No master-detail relationship in which the User or Lead objects are the master?

Well as John Gaughan says, the basic reason is "because Salesforce says so" or perhaps I would phrase as "it's a platform limitation."

Architecturally, it is because there are limitations in the Salesforce platform due to a Salesforce architecture characteristic that could be phrased as "all objects are equal, but some are more equal than others."

Some of these are justifiable from a software design perspective: User in particular could be argued needs to not be just a basic first-class object, since it governs security, licensing, and has special needs (like usernames being globally unique). That doesn't (IMO) justify not being able to have M-D relationships at this point, or why the page layouts of User don't have the flexibility of other objects, but that's what we've got.

Others are because the objects are very old and were hard-coded to behave in certain ways way back in the day and Salesforce hasn't gone back and updated these to the "new world". In this camp, you'll find things like Lead, Campaign, CampaignMember, Attachment, Activity, PriceBook, Product2, [Object]History, Queue, etc. You'll also find weird fields like Opportunity.StageName, Opportunity.CloseDate, CampaignMember.Status, the Integer field type, and the awesome-yet-still-unavailable-to-custom-object polymorphic lookup fields like WhoId and WhatId.

Others are reverse limitations where Salesforce has the privilege of granting "their" objects behaviors that are not extended to the general platform, presumably because it always costs way more to "platformize" the feature. Chatter is a good example, as are platform-level features like portals & communities, groups & profiles, queues, etc.

15 years on, it's pretty easy to look back in hindsight and from the perspective of language/platform development say things like "why is not an SObject simply always an SObject?" or "why is the Salesforce Limits Quick Reference Guide 38 pages long?"

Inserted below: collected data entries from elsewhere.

use veil_config::BlurConfig;

/// Sigma values closer than this compare equal.
const SIGMA_EPSILON: f32 = 0.001;

/// Gaussian blur parameters.
#[derive(Debug, Clone, Copy)]
pub struct BlurConfiguration {
    /// Taps on each side of the centre. Odd values are rounded up to even.
    pub radius: u32,
    pub sigma: f32,
}

impl BlurConfiguration {
    pub const fn new(radius: u32, sigma: f32) -> Self {
        Self { radius, sigma }
    }

    /// Radius actually used to build the kernel.
    pub fn normalized_radius(&self) -> u32 {
        self.radius.saturating_add(self.radius % 2)
    }
}

impl Default for BlurConfiguration {
    fn default() -> Self {
        Self::new(2, 2.0)
    }
}

impl PartialEq for BlurConfiguration {
    fn eq(&self, other: &Self) -> bool {
        self.radius == other.radius && (self.sigma - other.sigma).abs() < SIGMA_EPSILON
    }
}

impl From<&BlurConfig> for BlurConfiguration {
    fn from(config: &BlurConfig) -> Self {
        Self::new(config.radius, config.sigma as f32)
    }
}

#[cfg(test)]
mod tests {
    use super::*;

    #[test]
    fn default_is_radius_two_sigma_two() {
        let config = BlurConfiguration::default();
        assert_eq!(config.radius, 2);
        assert_eq!(config.sigma, 2.0);
    }

    #[test]
    fn sigma_compared_with_tolerance() {
        assert_eq!(
            BlurConfiguration::new(4, 2.0),
            BlurConfiguration::new(4, 2.0005)
        );
        assert_ne!(
            BlurConfiguration::new(4, 2.0),
            BlurConfiguration::new(4, 2.01)
        );
        assert_ne!(
            BlurConfiguration::new(4, 2.0),
            BlurConfiguration::new(6, 2.0)
        );
    }

    #[test]
    fn odd_radius_rounds_up() {
        assert_eq!(BlurConfiguration::new(3, 1.0).normalized_radius(), 4);
        assert_eq!(BlurConfiguration::new(4, 1.0).normalized_radius(), 4);
    }

    #[test]
    fn odd_radius_at_u32_max_saturates() {
        assert_eq!(
            BlurConfiguration::new(u32::MAX, 1.0).normalized_radius(),
            u32::MAX
        );
    }

    #[test]
    fn built_from_config_section() {
        let section = BlurConfig::default();
        let config = BlurConfiguration::from(&section);
        assert_eq!(config, BlurConfiguration::new(30, 15.0));
    }
}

If you were developing a Salesforce-like platform based on what we know Salesforce is today, many of these decisions would probably not have been made. But Salesforce morphed from a fairly straightforward SaaS customer database system into the massive platform it is today over many years, and along the way, many compromises, cost-benefit tradeoffs, customer demands, and difficult/questionable design decisions were in the mix. And many times that results in a platform that isn't as elegant as it could be or has limitations that we (as developers) find frustrating. I'd recommend changing your line of questioning from "why can't I do (X technical thing)" to "how can I solve (X business problem)?" because despite some of the frustrating technical limitations, you can accomplish almost anything on the platform.